* _Task prompt_
Go through the records and extract every line with the word "Formats".

* _Exercise data_
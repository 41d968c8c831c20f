//! Human-readable output formatter.
//!
//! Formats lint diagnostics for terminal display with optional color support.

use super::LintFormatter;
use crate::lint::{LintDiagnostic, Severity};
use console::Style;
use std::io::Write;

/// Formats lint output for human consumption.
pub struct HumanFormatter {
    /// Whether to use colors (ANSI escape codes).
    pub use_color: bool,
}

impl HumanFormatter {
    /// Create a new human formatter.
    pub fn new(use_color: bool) -> Self {
        Self { use_color }
    }

    fn severity_prefix(&self, severity: Severity) -> String {
        if !self.use_color {
            return severity.as_str().to_string();
        }
        let style = match severity {
            Severity::Hint => Style::new().cyan(),
            Severity::Warning => Style::new().yellow().bold(),
            Severity::Error => Style::new().red().bold(),
        };
        style.force_styling(true).apply_to(severity.as_str()).to_string()
    }
}

impl LintFormatter for HumanFormatter {
    fn format<W: Write>(
        &self,
        diagnostics: &[LintDiagnostic],
        writer: &mut W,
    ) -> std::io::Result<()> {
        for diag in diagnostics {
            // Header line: error[rule-id]: message
            writeln!(
                writer,
                "{}[{}]: {}",
                self.severity_prefix(diag.severity),
                diag.rule_id.0,
                diag.message
            )?;

            match (&diag.file, &diag.step) {
                (Some(file), Some(step)) => {
                    writeln!(writer, "  --> {} ({})", file.display(), step)?
                }
                (Some(file), None) => writeln!(writer, "  --> {}", file.display())?,
                (None, Some(step)) => writeln!(writer, "  --> {}", step)?,
                (None, None) => {}
            }

            if let Some(ref suggestion) = diag.suggestion {
                writeln!(writer, "   = help: {}", suggestion)?;
            }

            writeln!(writer)?;
        }

        let error_count = diagnostics
            .iter()
            .filter(|d| d.severity == Severity::Error)
            .count();
        let warning_count = diagnostics
            .iter()
            .filter(|d| d.severity == Severity::Warning)
            .count();

        if error_count > 0 || warning_count > 0 {
            writeln!(
                writer,
                "Found {} error(s) and {} warning(s)",
                error_count, warning_count
            )?;
        }

        Ok(())
    }
}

* _Expected answer_
//! Formats lint diagnostics for terminal display with optional color support.
/// Formats lint output for human consumption.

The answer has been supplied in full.